Grounded in performative ontology, the sociomaterial approach challenges the representational epistemology dominant in educational research (Fenwick and Edwards Citation2013). While the established view sees standards as stable representations of intentions and expectations, the sociomaterial perspective emphasises their dynamic, performative and context-dependent nature, suggesting that they are actively enacted and co-constructed in human–material interactions (Ajjawi, Bearman, and Boud Citation2019). Bearman and Ajjawi (Citation2021, 362) illustrated the performative nature of professional standards by explaining how a nurse enacts protocol standards rather than simply following them when taking a patient’s blood pressure. While adhering to the strict protocol, the nurse simultaneously adapts to the patient’s particular situation, such as health status and restrictive clothing. Similarly, assessment criteria are dynamic entities ‘that can mobilise or constrain human action’ (Ajjawi, Bearman, and Boud Citation2019, 7). They are fluid performances shaped by the context and the actors involved, revealing their active participation in the assessment process (Bearman and Ajjawi Citation2021, 361).

Ajjawi, Bearman and Boud (Citation2019) used the terms ‘tinkering’ and ‘rupturing’ to describe the dynamic nature of standards. ‘Tinkering’ refers to ongoing, small adjustments to standards in response to specific contexts and purposes, indicating the adaptability required in different scenarios (Mol Citation2009). In contrast, ‘rupturing’ refers to significant departures from established standards, which occur when these adjustments or interpretations diverge too far from their intended application and can no longer be enacted (Law Citation2009). These concepts serve as analytical tools for understanding the elasticity of standards and the need to strike a balance between maintaining the integrity of standards and allowing for subjective and contextual flexibility. They also help examine the implications of examiners’ enactment of evaluative judgement.

Methods

Empirical context

Within Norwegian higher education, the prevailing assessment system is criterion-referenced, where student work is assessed against predefined criteria to ensure a reliable and fair assessment of student competence (University and University Colleges Act Citation2005). Policy measures to ensure assessment quality include examiner guidelines, external evaluations, and consensus moderation. This study’s participants are therefore accustomed to consensus moderation and the use of criteria. Examiners are compensated based on specific time allocations for each assignment, which may influence the thoroughness of their judgements.

In their final year, all students at NPUC write a bachelor’s thesis with the primary aim of enhancing their basic research skills (NPUC Citation2022a). This thesis constitutes 15 European Credit Transfer and Accumulation System credits (ECTS) and requires students to engage with research-based and relevant sources, focusing on topics related to policing and societal phenomena (NPUC Citation2022b). Of the 435 theses assessed in spring 2022, half underwent consensus moderation, while the remainder were assessed individually. A diverse group of 60 internal and external examiners with various academic backgrounds and examiner experience evaluated these theses. This study focused on assignments that were co-graded during several observed moderation meetings. The assessment process adhered to predefined criteria including relevance, theory use, independence, method, discussion, structure, language and referencing, supplemented by a grading scale. The case of the bachelor’s thesis at NPUC offers a rich context for exploring examiners’ justifications during the moderation process, providing insights into how evaluative judgement unfolds in practice.
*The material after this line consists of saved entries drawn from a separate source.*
//! Flatpak manifest loading and serialization
//!
//! A manifest is kept as a raw JSON mapping so unrecognized keys survive a
//! read/patch/write cycle untouched. The on-disk format (JSON or YAML) is
//! captured at load time and reused on save.

mod patch;

pub use patch::{TEST_DISPLAY, TEST_SANDBOX_ARGS};

use crate::error::{FlatbakeError, FlatbakeResult};
use serde_json::{Map, Value};
use std::path::{Path, PathBuf};
use tokio::fs;

/// Branch used for bundling when the manifest does not declare one
pub const DEFAULT_BRANCH: &str = "master";

/// Serialization format of a manifest file, selected by extension
#[derive(Debug, Clone, Copy, PartialEq, Eq)]
pub enum ManifestFormat {
    /// `.json`
    Json,
    /// `.yaml` / `.yml`
    Yaml,
}

impl ManifestFormat {
    /// Determine the format from a file extension (ASCII case-insensitive)
    pub fn from_path(path: &Path) -> FlatbakeResult<Self> {
        let ext = path
            .extension()
            .and_then(|e| e.to_str())
            .map(|e| e.to_ascii_lowercase());

        match ext.as_deref() {
            Some("json") => Ok(Self::Json),
            Some("yaml") | Some("yml") => Ok(Self::Yaml),
            _ => Err(FlatbakeError::UnsupportedManifestFormat(path.to_path_buf())),
        }
    }

    /// Human-readable format name
    pub fn name(&self) -> &'static str {
        match self {
            Self::Json => "json",
            Self::Yaml => "yaml",
        }
    }
}

/// A parsed manifest bound to its on-disk path and format
#[derive(Debug, Clone, PartialEq)]
pub struct Manifest {
    path: PathBuf,
    format: ManifestFormat,
    root: Map<String, Value>,
}

impl Manifest {
    /// Load a manifest from disk, detecting the format from the extension
    pub async fn load(path: &Path) -> FlatbakeResult<Self> {
        let bytes = fs::read(path)
            .await
            .map_err(|e| FlatbakeError::io(format!("reading manifest {}", path.display()), e))?;
        Self::from_bytes(path, &bytes)
    }

    /// Parse a manifest from raw bytes already read from `path`
    pub fn from_bytes(path: &Path, bytes: &[u8]) -> FlatbakeResult<Self> {
        let format = ManifestFormat::from_path(path)?;

        let value: Value = match format {
            ManifestFormat::Json => serde_json::from_slice(bytes)
                .map_err(|e| FlatbakeError::manifest_invalid(path, e.to_string()))?,
            ManifestFormat::Yaml => serde_yaml::from_slice(bytes)
                .map_err(|e| FlatbakeError::manifest_invalid(path, e.to_string()))?,
        };

        let Value::Object(root) = value else {
            return Err(FlatbakeError::manifest_invalid(
                path,
                "top level must be a mapping",
            ));
        };

        Ok(Self {
            path: path.to_path_buf(),
            format,
            root,
        })
    }

    /// Serialize the manifest back to its original path, same format
    pub async fn save(&self) -> FlatbakeResult<()> {
        let rendered = self.render()?;
        fs::write(&self.path, rendered).await.map_err(|e| {
            FlatbakeError::io(format!("writing manifest {}", self.path.display()), e)
        })
    }

    /// Render the manifest in its on-disk format
    pub fn render(&self) -> FlatbakeResult<String> {
        let value = Value::Object(self.root.clone());
        match self.format {
            ManifestFormat::Json => {
                let mut out = serde_json::to_string_pretty(&value)?;
                out.push('\n');
                Ok(out)
            }
            ManifestFormat::Yaml => Ok(serde_yaml::to_string(&value)?),
        }
    }

    /// The path the manifest was loaded from
    pub fn path(&self) -> &Path {
        &self.path
    }

    /// The detected on-disk format
    pub fn format(&self) -> ManifestFormat {
        self.format
    }

    /// Application id: `app-id`, falling back to `id`
    pub fn app_id(&self) -> Option<&str> {
        ["app-id", "id"]
            .iter()
            .filter_map(|k| self.root.get(*k))
            .filter_map(Value::as_str)
            .find(|s| !s.is_empty())
    }

    /// Declared branch, or the default when absent
    pub fn branch(&self) -> &str {
        self.root
            .get("branch")
            .and_then(Value::as_str)
            .filter(|s| !s.is_empty())
            .unwrap_or(DEFAULT_BRANCH)
    }

    /// Number of entries in the `modules` sequence (0 when absent)
    pub fn module_count(&self) -> usize {
        self.root
            .get("modules")
            .and_then(Value::as_array)
            .map_or(0, Vec::len)
    }

    /// Look up a top-level key
    pub fn get(&self, key: &str) -> Option<&Value> {
        self.root.get(key)
    }

    pub(crate) fn root_mut(&mut self) -> &mut Map<String, Value> {
        &mut self.root
    }
}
The initial reading of the data revealed notable variations in examiners’ individual grades prior to the moderation discussions, highlighting the importance of exploring the rationale behind these decisions. Of the assignments co-graded in the observed consensus moderation meetings, 43% showed initial grading discrepancies of at least one full grade (e.g. from B to C), with 10% varying by two grades (e.g. from B to D). Early calibration meetings revealed differences of up to three grades for identical student work.

Data and participants

The primary data for this study were collected through participant observation of real-time moderation sessions. This included two initial calibration meetings attended by 43 internal and external examiners and 13 subsequent consensus moderation meetings, each involving one internal and one external examiner. In total, 53 theses were co-graded, with two in each calibration meeting and 49 in consensus moderation. Additionally, contextual data from focus group interviews conducted immediately after each consensus moderation meeting were used to gain deeper insights into the justifications and their impact on the evaluative process. These data are illustrated in .
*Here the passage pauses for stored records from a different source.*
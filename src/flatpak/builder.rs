//! flatpak-builder invocation
//!
//! The builder runs under `xvfb-run` so test processes that need a display
//! (enabled via the manifest patch) have a virtual one available.

use crate::error::{FlatbakeError, FlatbakeResult};
use crate::flatpak::{build_error_output, stream_child_output};
use std::path::PathBuf;
use std::process::Stdio;
use tokio::process::Command;
use tracing::{debug, info};

/// Scratch directory the builder assembles the app into
pub const BUILD_DIR: &str = "flatpak_app";

/// Local OSTree repository the builder exports to
pub const LOCAL_REPO: &str = "repo";

/// Relative directory where flatpak-builder persists partial build state
pub const STATE_DIR: &str = ".flatpak-builder";

/// One build invocation
#[derive(Debug, Clone)]
pub struct BuildRequest {
    /// Manifest consumed by flatpak-builder
    pub manifest_path: PathBuf,
    /// Remote the builder installs dependencies from
    pub remote_name: String,
    /// Pass --ccache (only when the state-dir cache is enabled)
    pub ccache: bool,
}

/// Runs flatpak-builder inside a workspace directory
pub struct FlatpakBuilder {
    workspace: PathBuf,
}

impl FlatpakBuilder {
    /// Create a builder that runs with `workspace` as its working directory
    pub fn new(workspace: PathBuf) -> Self {
        Self { workspace }
    }

    /// Arguments passed to xvfb-run (flatpak-builder and all its flags)
    pub fn args(req: &BuildRequest) -> Vec<String> {
        let mut args = vec![
            "--auto-servernum".to_string(),
            "flatpak-builder".to_string(),
            format!("--repo={LOCAL_REPO}"),
            "--disable-rofiles-fuse".to_string(),
            format!("--install-deps-from={}", req.remote_name),
            "--force-clean".to_string(),
        ];
        if req.ccache {
            args.push("--ccache".to_string());
        }
        args.push(BUILD_DIR.to_string());
        args.push(req.manifest_path.display().to_string());
        args
    }

    /// Run the build, streaming output lines to `on_output`.
    ///
    /// Any non-zero exit is fatal; the error carries the output tail.
    pub async fn build(
        &self,
        req: &BuildRequest,
        on_output: &(dyn Fn(String) + Send + Sync),
    ) -> FlatbakeResult<()> {
        let args = Self::args(req);
        debug!("Executing: xvfb-run {:?}", args);

        let mut child = Command::new("xvfb-run")
            .args(&args)
            .current_dir(&self.workspace)
            .stdin(Stdio::null())
            .stdout(Stdio::piped())
            .stderr(Stdio::piped())
            .spawn()
            .map_err(|e| FlatbakeError::command_failed("xvfb-run flatpak-builder", e))?;

        let output = stream_child_output(&mut child, on_output).await;

        let status = child
            .wait()
            .await
            .map_err(|e| FlatbakeError::command_failed("xvfb-run flatpak-builder", e))?;

        if status.success() {
            info!("flatpak-builder finished");
            Ok(())
        } else {
            Err(FlatbakeError::BuilderFailed {
                code: status.code().unwrap_or(-1),
                tail: build_error_output(&output),
            })
        }
    }
}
Figure 1. Overview of the research design and collected data.

Figure 1. Overview of the research design and collected data.

All moderation meetings and focus group interviews were audio-recorded, transcribed verbatim and supplemented with detailed field notes. Initial calibration meetings typically lasted about an hour, while consensus sessions varied from approximately 30 to 60 min. Additionally, focus group interviews had an average duration of up to 30 min. To minimise potential influence, the examiners were thoroughly informed of the study’s objectives beforehand and encouraged to maintain their usual assessment routines. Furthermore, the focus group interviews offered examiners an opportunity to reflect on any deviations from their standard practices.

Data analysis

The analysis involved a two-stage process to address the research questions. First, thematic analysis was used to identify and categorise the different justifications applied by the examiners. Second, interaction analysis was used to explore their impact on the evaluative judgement process in real-time moderation discussions. These approaches facilitated a comprehensive investigation of the justifications used by examiners and their impact on the evaluative judgement process. In both stages, ‘justifications’ were identified as reasons given during moderation (e.g. weak methodology chapter), and when articulated, their corresponding rationale (because…). The analysis focused on assignments that were actively discussed, as some were co-graded without discussion. This occurred, for example, in cases where the initial grades assigned by the examiners were similar. To differentiate substantial justifications from casual remarks, statements were categorised as justifications if they contained reasons that influenced the evaluative process.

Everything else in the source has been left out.